How to complete this task> When the line containing "file, and it" is reached, include it and end there; set down verbatim every line before it, starting at the top of the records.

(Records shown)

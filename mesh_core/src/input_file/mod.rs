//! # Input Files
//!
//! An [`InputFile`] is a [`Mesh`] together with the generic sections of a
//! solver input file. It can import an existing legacy input file, and it
//! renders the complete file: generic sections first, then the mesh sections
//! in the fixed order the solver expects.
//!
//! ## Rendering
//!
//! [`InputFile::render`] runs the numbering pass before writing any mesh
//! section, so every cross reference (element nodes, material numbers, set
//! numbers in boundary conditions) matches the numbers written.
//!
//! ## Example
//!
//! ```rust
//! use mesh_core::input_file::InputFile;
//! use mesh_core::settings::MeshSettings;
//!
//! let dat = "\
//! -----------------------------------------------------------------NODE COORDS
//! NODE 1 COORD 0 0 0
//! NODE 2 COORD 1 0 0
//! ----------------------------------------------------------STRUCTURE ELEMENTS
//! 1 BEAM3R LINE2 1 2 MAT 1 TRIADS 0 0 0 0 0 0
//! ";
//!
//! let mut input = InputFile::new(MeshSettings::default());
//! input.read_dat_str(dat)?;
//! let lines = input.render(false)?;
//! assert!(lines.contains(&"NODE 2 COORD 1 0 0".to_string()));
//! assert!(lines.contains(&"1 BEAM3R LINE2 1 2 MAT 1 TRIADS 0 0 0 0 0 0".to_string()));
//! # Ok::<(), mesh_core::errors::MeshError>(())
//! ```

mod reader;
mod section;

use std::path::Path;

use crate::errors::{MeshError, MeshResult};
use crate::file_io;
use crate::item::{AnyItem, Item};
use crate::kinds::Geometry;
use crate::mesh::Mesh;
use crate::settings::MeshSettings;

pub use section::{section_header, InputLine, InputSection};

/// Element sections of other physics fields; imported but never written
const SKIPPED_SECTIONS: [&str; 9] = [
    "FLUID ELEMENTS",
    "ALE ELEMENTS",
    "LUBRICATION ELEMENTS",
    "TRANSPORT ELEMENTS",
    "TRANSPORT2 ELEMENTS",
    "THERMO ELEMENTS",
    "ACOUSTIC ELEMENTS",
    "CELL ELEMENTS",
    "CELLSCATRA ELEMENTS",
];

const COUPLING_SECTION: &str = "DESIGN POINT COUPLING CONDITIONS";

/// A complete solver input file
#[derive(Debug, Clone)]
pub struct InputFile {
    mesh: Mesh,
    settings: MeshSettings,
    dat_header: Vec<String>,
    sections: Vec<InputSection>,
    dat_loaded: bool,
}

impl Default for InputFile {
    fn default() -> Self {
        Self::new(MeshSettings::default())
    }
}

impl InputFile {
    pub fn new(settings: MeshSettings) -> Self {
        InputFile {
            mesh: Mesh::new(&settings.keys),
            settings,
            dat_header: Vec::new(),
            sections: Vec::new(),
            dat_loaded: false,
        }
    }

    pub fn mesh(&self) -> &Mesh {
        &self.mesh
    }

    pub fn mesh_mut(&mut self) -> &mut Mesh {
        &mut self.mesh
    }

    pub fn settings(&self) -> &MeshSettings {
        &self.settings
    }

    /// Lines of an imported file that preceded its first section
    pub fn dat_header(&self) -> &[String] {
        &self.dat_header
    }

    pub fn sections(&self) -> &[InputSection] {
        &self.sections
    }

    pub fn section(&self, name: &str) -> Option<&InputSection> {
        self.sections.iter().find(|section| section.name() == name)
    }

    /// Add a generic section; a section with the same name is merged into
    /// the existing one.
    pub fn add_section(&mut self, section: InputSection) -> MeshResult<()> {
        match self.sections.iter_mut().find(|existing| existing.name() == section.name()) {
            Some(existing) => existing.merge(&section, false),
            None => {
                self.sections.push(section);
                Ok(())
            }
        }
    }

    /// Remove and return a generic section
    pub fn delete_section(&mut self, name: &str) -> MeshResult<InputSection> {
        let position = self
            .sections
            .iter()
            .position(|section| section.name() == name)
            .ok_or_else(|| MeshError::invalid_input("section", name, "Section does not exist"))?;
        Ok(self.sections.remove(position))
    }

    // ========================================================================
    // Rendering
    // ========================================================================

    /// Comment block written at the top of a generated file
    fn header_lines(&self) -> Vec<String> {
        let rule = format!("// {}", "-".repeat(self.settings.section_width.saturating_sub(3)));
        let mut lines = vec![
            rule.clone(),
            format!("// Input file created with mesh_core {}", env!("CARGO_PKG_VERSION")),
            format!("// Maintainer: {}", self.settings.maintainer),
            format!("// Date:       {}", chrono::Local::now().format("%Y-%m-%d %H:%M:%S")),
        ];
        if let Some(description) = &self.settings.description {
            lines.push(format!("// Description: {}", description));
        }
        lines.push(rule);
        lines
    }

    fn push_section<'a>(
        &self,
        lines: &mut Vec<String>,
        name: &str,
        counter: Option<String>,
        items: impl IntoIterator<Item = &'a AnyItem>,
    ) -> MeshResult<()> {
        lines.push(section_header(name, self.settings.section_width));
        lines.extend(counter);
        for item in items {
            lines.extend(item.render()?);
        }
        Ok(())
    }

    /// All lines of the input file.
    ///
    /// Numbers every item of the mesh. With `header` set, a comment block
    /// with maintainer and date is written first.
    pub fn render(&self, header: bool) -> MeshResult<Vec<String>> {
        let width = self.settings.section_width;
        let mut lines = Vec::new();

        if header {
            lines.extend(self.header_lines());
        }
        lines.extend(self.dat_header.iter().cloned());

        for section in &self.sections {
            if SKIPPED_SECTIONS.contains(&section.name()) {
                log::debug!("Skipping section {}", section.name());
                continue;
            }
            lines.extend(section.render(width));
        }

        let sets = self.mesh.assign_global_indices()?;

        let materials: Vec<AnyItem> = self.mesh.materials().iter().cloned().map(AnyItem::from).collect();
        self.push_section(&mut lines, "MATERIALS", None, &materials)?;

        for (i, function) in self.mesh.functions().iter().enumerate() {
            lines.push(section_header(&format!("FUNCT{}", i + 1), width));
            lines.extend(function.render()?);
        }

        lines.push(section_header("DESIGN DESCRIPTION", width));
        for geometry in Geometry::ALL {
            lines.push(format!("{} {}", geometry.design_count(), sets.get(&geometry).len()));
        }

        for (&(kind, geometry), items) in self.mesh.boundary_conditions().iter() {
            if items.is_empty() {
                continue;
            }
            self.push_section(
                &mut lines,
                &kind.section_name(geometry),
                Some(format!("{} {}", geometry.counter(), items.len())),
                items,
            )?;
        }

        let couplings = self.mesh.couplings();
        if !couplings.is_empty() {
            self.mesh.set_node_links()?;
        }
        let items: Vec<AnyItem> = self
            .mesh
            .imported_couplings()
            .iter()
            .cloned()
            .map(AnyItem::from)
            .chain(couplings.iter().cloned().map(AnyItem::from))
            .collect();
        if !items.is_empty() {
            self.push_section(
                &mut lines,
                COUPLING_SECTION,
                Some(format!("DPOINT {}", items.len())),
                &items,
            )?;
        }

        for (geometry, items) in sets.iter() {
            if !items.is_empty() {
                self.push_section(&mut lines, geometry.topology_section(), None, items)?;
            }
        }

        lines.push(section_header("NODE COORDS", width));
        for node in self.mesh.nodes() {
            lines.extend(node.render()?);
        }
        lines.push(section_header("STRUCTURE ELEMENTS", width));
        for element in self.mesh.elements() {
            lines.extend(element.render()?);
        }
        lines.push(section_header("END", width));

        Ok(lines)
    }

    /// The rendered file as one string, lines separated by newlines
    pub fn to_dat_string(&self, header: bool) -> MeshResult<String> {
        Ok(self.render(header)?.join("\n"))
    }

    /// Render and write the file atomically to `path`.
    pub fn write(&self, path: &Path, header: bool) -> MeshResult<()> {
        let mut contents = self.to_dat_string(header)?;
        contents.push('\n');
        file_io::write_atomic(path, &contents)?;
        log::info!("Wrote input file {}", path.display());
        Ok(())
    }
}
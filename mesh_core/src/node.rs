//! Mesh nodes
//!
//! A node carries its reference coordinates and, after
//! [`Mesh::set_node_links`](crate::mesh::Mesh::set_node_links), weak
//! back-references to the elements it belongs to.

use std::cell::RefCell;
use std::rc::{Rc, Weak};

use crate::element::Element;
use crate::errors::{MeshError, MeshResult};
use crate::item::{Item, MeshItem};

/// A node of the finite element mesh
#[derive(Debug)]
pub struct Node {
    base: MeshItem,
    coordinates: [f64; 3],
    imported: bool,
    element_links: RefCell<Vec<Weak<Element>>>,
}

impl Node {
    pub fn new(coordinates: [f64; 3]) -> Self {
        Node {
            base: MeshItem::empty(),
            coordinates,
            imported: false,
            element_links: RefCell::new(Vec::new()),
        }
    }

    pub fn with_comments(mut self, comments: Vec<String>) -> Self {
        self.base = self.base.with_comments(comments);
        self
    }

    /// Read a `NODE <n> COORD <x> <y> <z>` line.
    pub fn from_dat(line: &str, comments: Vec<String>) -> MeshResult<Self> {
        let tokens: Vec<&str> = line.split_whitespace().collect();
        if tokens.len() < 6 || tokens[0] != "NODE" || tokens[2] != "COORD" {
            return Err(MeshError::parse(line, "Expected 'NODE <n> COORD <x> <y> <z>'"));
        }
        let mut coordinates = [0.0; 3];
        for (value, token) in coordinates.iter_mut().zip(&tokens[3..6]) {
            *value = token
                .parse()
                .map_err(|_| MeshError::parse(line, format!("'{}' is not a coordinate", token)))?;
        }
        let mut node = Node::new(coordinates).with_comments(comments);
        node.imported = true;
        Ok(node)
    }

    pub fn coordinates(&self) -> [f64; 3] {
        self.coordinates
    }

    /// True for nodes read from an input file
    pub fn is_imported(&self) -> bool {
        self.imported
    }

    /// Elements linked to this node that are still alive
    pub fn linked_elements(&self) -> Vec<Rc<Element>> {
        self.element_links
            .borrow()
            .iter()
            .filter_map(Weak::upgrade)
            .collect()
    }

    pub(crate) fn link_element(&self, element: &Rc<Element>) {
        self.element_links.borrow_mut().push(Rc::downgrade(element));
    }

    pub(crate) fn clear_element_links(&self) {
        self.element_links.borrow_mut().clear();
    }
}

impl Item for Node {
    fn base(&self) -> &MeshItem {
        &self.base
    }

    fn payload_lines(&self) -> MeshResult<Vec<String>> {
        let index = self.base.require_index("Node")?;
        let [x, y, z] = self.coordinates;
        Ok(vec![format!("NODE {} COORD {} {} {}", index, x, y, z)])
    }
}

#[cfg(test)]
mod tests {
    use super::*;

    #[test]
    fn test_from_dat() {
        let node = Node::from_dat("NODE 12 COORD 0.5 -1 2e-3", vec!["// tip".into()]).unwrap();
        assert_eq!(node.coordinates(), [0.5, -1.0, 0.002]);
        assert_eq!(node.base().comments(), ["// tip".to_string()]);
        assert_eq!(node.global_index(), None);
        assert!(node.is_imported());
        assert!(!Node::new([0.0; 3]).is_imported());
    }

    #[test]
    fn test_from_dat_errors() {
        assert!(Node::from_dat("NODE 1 COORD 0 0", Vec::new()).is_err());
        assert!(Node::from_dat("NODE 1 POS 0 0 0", Vec::new()).is_err());
        assert!(Node::from_dat("NODE 1 COORD a 0 0", Vec::new()).is_err());
    }

    #[test]
    fn test_render() {
        let node = Node::new([1.0, 0.25, -3.0]);
        assert!(node.render().is_err());
        node.base().set_global_index(4);
        assert_eq!(node.render().unwrap(), vec!["NODE 4 COORD 1 0.25 -3"]);
    }
}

(End Records shown)

Result>
filename mesh_core/src/input_file/mod.rs
//! # Input Files
//!
//! An [`InputFile`] is a [`Mesh`] together with the generic sections of a
//! solver input file. It can import an existing legacy input file, and it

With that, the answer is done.